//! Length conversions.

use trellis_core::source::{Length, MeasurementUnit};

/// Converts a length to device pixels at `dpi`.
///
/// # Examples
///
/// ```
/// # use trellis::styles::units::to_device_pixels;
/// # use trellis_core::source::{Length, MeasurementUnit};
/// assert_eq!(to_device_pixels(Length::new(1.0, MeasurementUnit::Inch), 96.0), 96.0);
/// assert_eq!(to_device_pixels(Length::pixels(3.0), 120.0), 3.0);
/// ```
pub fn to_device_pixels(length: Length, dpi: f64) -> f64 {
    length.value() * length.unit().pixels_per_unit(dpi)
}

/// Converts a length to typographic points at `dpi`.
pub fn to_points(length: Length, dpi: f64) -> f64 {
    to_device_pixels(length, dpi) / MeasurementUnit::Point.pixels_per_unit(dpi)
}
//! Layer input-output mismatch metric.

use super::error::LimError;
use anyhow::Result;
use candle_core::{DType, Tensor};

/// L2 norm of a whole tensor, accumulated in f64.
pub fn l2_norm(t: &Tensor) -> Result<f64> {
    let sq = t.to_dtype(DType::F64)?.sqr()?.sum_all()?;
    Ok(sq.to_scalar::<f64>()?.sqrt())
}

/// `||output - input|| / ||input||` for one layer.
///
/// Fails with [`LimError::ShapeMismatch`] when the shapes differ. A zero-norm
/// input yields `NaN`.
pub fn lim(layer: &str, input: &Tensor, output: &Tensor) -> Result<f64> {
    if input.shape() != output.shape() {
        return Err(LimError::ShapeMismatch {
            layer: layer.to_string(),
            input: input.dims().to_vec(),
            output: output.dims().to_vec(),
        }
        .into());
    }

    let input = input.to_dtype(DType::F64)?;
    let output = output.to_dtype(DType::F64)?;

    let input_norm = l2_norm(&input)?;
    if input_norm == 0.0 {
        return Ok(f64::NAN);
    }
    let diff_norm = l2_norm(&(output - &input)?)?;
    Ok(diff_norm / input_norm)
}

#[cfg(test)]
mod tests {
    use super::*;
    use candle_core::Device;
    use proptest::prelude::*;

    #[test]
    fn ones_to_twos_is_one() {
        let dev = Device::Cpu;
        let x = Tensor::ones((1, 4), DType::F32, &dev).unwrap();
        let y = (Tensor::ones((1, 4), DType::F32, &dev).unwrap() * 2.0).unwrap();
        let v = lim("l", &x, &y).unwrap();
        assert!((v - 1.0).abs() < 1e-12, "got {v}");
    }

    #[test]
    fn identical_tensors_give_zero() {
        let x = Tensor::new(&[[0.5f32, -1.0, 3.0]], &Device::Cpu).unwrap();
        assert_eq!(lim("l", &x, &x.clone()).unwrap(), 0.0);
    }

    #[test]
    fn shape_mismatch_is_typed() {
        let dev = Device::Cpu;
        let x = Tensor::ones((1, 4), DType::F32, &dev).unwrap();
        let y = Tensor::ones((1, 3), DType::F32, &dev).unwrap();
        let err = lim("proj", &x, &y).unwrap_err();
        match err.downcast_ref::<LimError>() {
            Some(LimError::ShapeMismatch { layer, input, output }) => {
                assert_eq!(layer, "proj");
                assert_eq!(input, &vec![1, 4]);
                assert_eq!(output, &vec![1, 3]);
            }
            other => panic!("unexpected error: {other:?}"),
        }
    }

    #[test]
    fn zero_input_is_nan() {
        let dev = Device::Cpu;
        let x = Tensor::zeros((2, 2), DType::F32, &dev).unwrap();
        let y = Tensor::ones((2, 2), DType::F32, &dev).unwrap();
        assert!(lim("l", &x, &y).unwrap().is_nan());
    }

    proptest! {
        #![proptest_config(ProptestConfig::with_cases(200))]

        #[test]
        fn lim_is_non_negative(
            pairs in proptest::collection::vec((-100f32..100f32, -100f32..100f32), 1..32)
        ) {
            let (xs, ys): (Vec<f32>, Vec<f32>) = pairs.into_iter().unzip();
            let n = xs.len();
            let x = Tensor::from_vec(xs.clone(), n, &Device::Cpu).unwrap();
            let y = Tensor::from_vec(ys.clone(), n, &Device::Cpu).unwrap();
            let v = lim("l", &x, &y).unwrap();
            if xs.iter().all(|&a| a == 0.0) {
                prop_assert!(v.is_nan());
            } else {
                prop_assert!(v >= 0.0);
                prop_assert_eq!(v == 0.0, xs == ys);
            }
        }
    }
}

☆ ☆ ☆

__Work item__
Please restate the preceding entries word for word.

__Result for this exercise__
//! Length conversions.

use trellis_core::source::{Length, MeasurementUnit};

/// Converts a length to device pixels at `dpi`.
///
/// # Examples
///
/// ```
/// # use trellis::styles::units::to_device_pixels;
/// # use trellis_core::source::{Length, MeasurementUnit};
/// assert_eq!(to_device_pixels(Length::new(1.0, MeasurementUnit::Inch), 96.0), 96.0);
/// assert_eq!(to_device_pixels(Length::pixels(3.0), 120.0), 3.0);
/// ```
pub fn to_device_pixels(length: Length, dpi: f64) -> f64 {
    length.value() * length.unit().pixels_per_unit(dpi)
}

/// Converts a length to typographic points at `dpi`.
pub fn to_points(length: Length, dpi: f64) -> f64 {
    to_device_pixels(length, dpi) / MeasurementUnit::Point.pixels_per_unit(dpi)
}
//! Layer input-output mismatch metric.

use super::error::LimError;
use anyhow::Result;
use candle_core::{DType, Tensor};

/// L2 norm of a whole tensor, accumulated in f64.
pub fn l2_norm(t: &Tensor) -> Result<f64> {
    let sq = t.to_dtype(DType::F64)?.sqr()?.sum_all()?;
    Ok(sq.to_scalar::<f64>()?.sqrt())
}

/// `||output - input|| / ||input||` for one layer.
///
/// Fails with [`LimError::ShapeMismatch`] when the shapes differ. A zero-norm
/// input yields `NaN`.
pub fn lim(layer: &str, input: &Tensor, output: &Tensor) -> Result<f64> {
    if input.shape() != output.shape() {
        return Err(LimError::ShapeMismatch {
            layer: layer.to_string(),
            input: input.dims().to_vec(),
            output: output.dims().to_vec(),
        }
        .into());
    }

    let input = input.to_dtype(DType::F64)?;
    let output = output.to_dtype(DType::F64)?;

    let input_norm = l2_norm(&input)?;
    if input_norm == 0.0 {
        return Ok(f64::NAN);
    }
    let diff_norm = l2_norm(&(output - &input)?)?;
    Ok(diff_norm / input_norm)
}

#[cfg(test)]
mod tests {
    use super::*;
    use candle_core::Device;
    use proptest::prelude::*;

    #[test]
    fn ones_to_twos_is_one() {
        let dev = Device::Cpu;
        let x = Tensor::ones((1, 4), DType::F32, &dev).unwrap();
        let y = (Tensor::ones((1, 4), DType::F32, &dev).unwrap() * 2.0).unwrap();
        let v = lim("l", &x, &y).unwrap();
        assert!((v - 1.0).abs() < 1e-12, "got {v}");
    }

    #[test]
    fn identical_tensors_give_zero() {
        let x = Tensor::new(&[[0.5f32, -1.0, 3.0]], &Device::Cpu).unwrap();
        assert_eq!(lim("l", &x, &x.clone()).unwrap(), 0.0);
    }

    #[test]
    fn shape_mismatch_is_typed() {
        let dev = Device::Cpu;
        let x = Tensor::ones((1, 4), DType::F32, &dev).unwrap();
        let y = Tensor::ones((1, 3), DType::F32, &dev).unwrap();
        let err = lim("proj", &x, &y).unwrap_err();
        match err.downcast_ref::<LimError>() {
            Some(LimError::ShapeMismatch { layer, input, output }) => {
                assert_eq!(layer, "proj");
                assert_eq!(input, &vec![1, 4]);
                assert_eq!(output, &vec![1, 3]);
            }
            other => panic!("unexpected error: {other:?}"),
        }
    }

    #[test]
    fn zero_input_is_nan() {
        let dev = Device::Cpu;
        let x = Tensor::zeros((2, 2), DType::F32, &dev).unwrap();
        let y = Tensor::ones((2, 2), DType::F32, &dev).unwrap();
        assert!(lim("l", &x, &y).unwrap().is_nan());
    }

    proptest! {
        #![proptest_config(ProptestConfig::with_cases(200))]

        #[test]
        fn lim_is_non_negative(
            pairs in proptest::collection::vec((-100f32..100f32, -100f32..100f32), 1..32)
        ) {
            let (xs, ys): (Vec<f32>, Vec<f32>) = pairs.into_iter().unzip();
            let n = xs.len();
            let x = Tensor::from_vec(xs.clone(), n, &Device::Cpu).unwrap();
            let y = Tensor::from_vec(ys.clone(), n, &Device::Cpu).unwrap();
            let v = lim("l", &x, &y).unwrap();
            if xs.iter().all(|&a| a == 0.0) {
                prop_assert!(v.is_nan());
            } else {
                prop_assert!(v >= 0.0);
                prop_assert_eq!(v == 0.0, xs == ys);
            }
        }
    }
}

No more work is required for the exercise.